BEGIN DATA TO USE
use anyhow::Result;
use image::{GrayImage, Luma, imageops::FilterType};
use ndarray::{Array2, Array4, s};

use crate::{generator::Generator, preprocess::Preprocessed};

/// Map `[-1, 1]` back to `[0, 255]`, saturating outside the range.
pub fn denormalize(value: f32) -> u8 {
    ((value + 1.0) * 127.5).round().clamp(0.0, 255.0) as u8
}

/// Pull the single channel out of an NHWC batch of one.
pub fn single_channel(output: &Array4<f32>) -> Result<Array2<f32>> {
    let (batch, _, _, channels) = output.dim();
    if batch != 1 || channels != 1 {
        anyhow::bail!(
            "Generator output shape {:?} is not a single-channel batch of one",
            output.shape()
        );
    }
    Ok(output.slice(s![0, .., .., 0]).to_owned())
}

/// `(rows, cols)` plane to an 8-bit image.
pub fn to_image(plane: &Array2<f32>) -> GrayImage {
    let (rows, cols) = plane.dim();
    GrayImage::from_fn(cols as u32, rows as u32, |x, y| {
        Luma([denormalize(plane[[y as usize, x as usize]])])
    })
}

/// Run the generator on a preprocessed image and bring the prediction back
/// to the original resolution.
pub fn restore(generator: &mut dyn Generator, preprocessed: &Preprocessed) -> Result<GrayImage> {
    let output = generator.predict(&preprocessed.tensor)?;
    let plane = single_channel(&output)?;

    let (_, rows, cols, _) = preprocessed.tensor.dim();
    if plane.dim() != (rows, cols) {
        anyhow::bail!(
            "Generator returned {}x{}, expected {}x{}",
            plane.ncols(),
            plane.nrows(),
            cols,
            rows
        );
    }

    let restored = to_image(&plane);
    Ok(image::imageops::resize(
        &restored,
        preprocessed.width,
        preprocessed.height,
        FilterType::Triangle,
    ))
}

#[cfg(test)]
mod tests {
    use super::*;
    use crate::{config::PreprocessParams, preprocess::normalize, preprocess::preprocess};

    struct Invert;

    impl Generator for Invert {
        fn predict(&mut self, input: &Array4<f32>) -> Result<Array4<f32>> {
            Ok(input.mapv(|v| -v))
        }
    }

    struct Shrink;

    impl Generator for Shrink {
        fn predict(&mut self, _input: &Array4<f32>) -> Result<Array4<f32>> {
            Ok(Array4::zeros((1, 8, 8, 1)))
        }
    }

    #[test]
    fn normalization_round_trips() {
        for value in 0..=255u8 {
            assert_eq!(denormalize(normalize(value)), value);
        }
    }

    #[test]
    fn denormalize_saturates() {
        assert_eq!(denormalize(-3.0), 0);
        assert_eq!(denormalize(7.5), 255);
    }

    #[test]
    fn restored_image_has_original_dimensions() {
        for (width, height) in [(640, 480), (100, 333), (256, 256), (17, 3)] {
            let original = GrayImage::from_fn(width, height, |x, y| Luma([((x * y) % 256) as u8]));
            let preprocessed = preprocess(original, &PreprocessParams::default(), 256);

            let restored = restore(&mut Invert, &preprocessed).unwrap();
            assert_eq!(restored.dimensions(), (width, height));
        }
    }

    #[test]
    fn wrong_output_size_is_rejected() {
        let original = GrayImage::from_pixel(40, 40, Luma([200]));
        let preprocessed = preprocess(original, &PreprocessParams::default(), 256);
        assert!(restore(&mut Shrink, &preprocessed).is_err());
    }

    #[test]
    fn single_channel_rejects_multichannel_output() {
        let output = Array4::<f32>::zeros((1, 4, 4, 3));
        assert!(single_channel(&output).is_err());

        let mut output = Array4::<f32>::zeros((1, 4, 4, 1));
        output[[0, 2, 3, 0]] = 0.5;
        let plane = single_channel(&output).unwrap();
        assert_eq!(plane.dim(), (4, 4));
        assert_eq!(plane[[2, 3]], 0.5);
    }
}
END DATA TO USE
▶ WORK INSTRUCTIONS: Every record should be given again without alteration.

▶ OUTPUT FOR THIS TASK:
use anyhow::Result;
use image::{GrayImage, Luma, imageops::FilterType};
use ndarray::{Array2, Array4, s};

use crate::{generator::Generator, preprocess::Preprocessed};

/// Map `[-1, 1]` back to `[0, 255]`, saturating outside the range.
pub fn denormalize(value: f32) -> u8 {
    ((value + 1.0) * 127.5).round().clamp(0.0, 255.0) as u8
}

/// Pull the single channel out of an NHWC batch of one.
pub fn single_channel(output: &Array4<f32>) -> Result<Array2<f32>> {
    let (batch, _, _, channels) = output.dim();
    if batch != 1 || channels != 1 {
        anyhow::bail!(
            "Generator output shape {:?} is not a single-channel batch of one",
            output.shape()
        );
    }
    Ok(output.slice(s![0, .., .., 0]).to_owned())
}

/// `(rows, cols)` plane to an 8-bit image.
pub fn to_image(plane: &Array2<f32>) -> GrayImage {
    let (rows, cols) = plane.dim();
    GrayImage::from_fn(cols as u32, rows as u32, |x, y| {
        Luma([denormalize(plane[[y as usize, x as usize]])])
    })
}

/// Run the generator on a preprocessed image and bring the prediction back
/// to the original resolution.
pub fn restore(generator: &mut dyn Generator, preprocessed: &Preprocessed) -> Result<GrayImage> {
    let output = generator.predict(&preprocessed.tensor)?;
    let plane = single_channel(&output)?;

    let (_, rows, cols, _) = preprocessed.tensor.dim();
    if plane.dim() != (rows, cols) {
        anyhow::bail!(
            "Generator returned {}x{}, expected {}x{}",
            plane.ncols(),
            plane.nrows(),
            cols,
            rows
        );
    }

    let restored = to_image(&plane);
    Ok(image::imageops::resize(
        &restored,
        preprocessed.width,
        preprocessed.height,
        FilterType::Triangle,
    ))
}

#[cfg(test)]
mod tests {
    use super::*;
    use crate::{config::PreprocessParams, preprocess::normalize, preprocess::preprocess};

    struct Invert;

    impl Generator for Invert {
        fn predict(&mut self, input: &Array4<f32>) -> Result<Array4<f32>> {
            Ok(input.mapv(|v| -v))
        }
    }

    struct Shrink;

    impl Generator for Shrink {
        fn predict(&mut self, _input: &Array4<f32>) -> Result<Array4<f32>> {
            Ok(Array4::zeros((1, 8, 8, 1)))
        }
    }

    #[test]
    fn normalization_round_trips() {
        for value in 0..=255u8 {
            assert_eq!(denormalize(normalize(value)), value);
        }
    }

    #[test]
    fn denormalize_saturates() {
        assert_eq!(denormalize(-3.0), 0);
        assert_eq!(denormalize(7.5), 255);
    }

    #[test]
    fn restored_image_has_original_dimensions() {
        for (width, height) in [(640, 480), (100, 333), (256, 256), (17, 3)] {
            let original = GrayImage::from_fn(width, height, |x, y| Luma([((x * y) % 256) as u8]));
            let preprocessed = preprocess(original, &PreprocessParams::default(), 256);

            let restored = restore(&mut Invert, &preprocessed).unwrap();
            assert_eq!(restored.dimensions(), (width, height));
        }
    }

    #[test]
    fn wrong_output_size_is_rejected() {
        let original = GrayImage::from_pixel(40, 40, Luma([200]));
        let preprocessed = preprocess(original, &PreprocessParams::default(), 256);
        assert!(restore(&mut Shrink, &preprocessed).is_err());
    }

    #[test]
    fn single_channel_rejects_multichannel_output() {
        let output = Array4::<f32>::zeros((1, 4, 4, 3));
        assert!(single_channel(&output).is_err());

        let mut output = Array4::<f32>::zeros((1, 4, 4, 1));
        output[[0, 2, 3, 0]] = 0.5;
        let plane = single_channel(&output).unwrap();
        assert_eq!(plane.dim(), (4, 4));
        assert_eq!(plane[[2, 3]], 0.5);
    }
}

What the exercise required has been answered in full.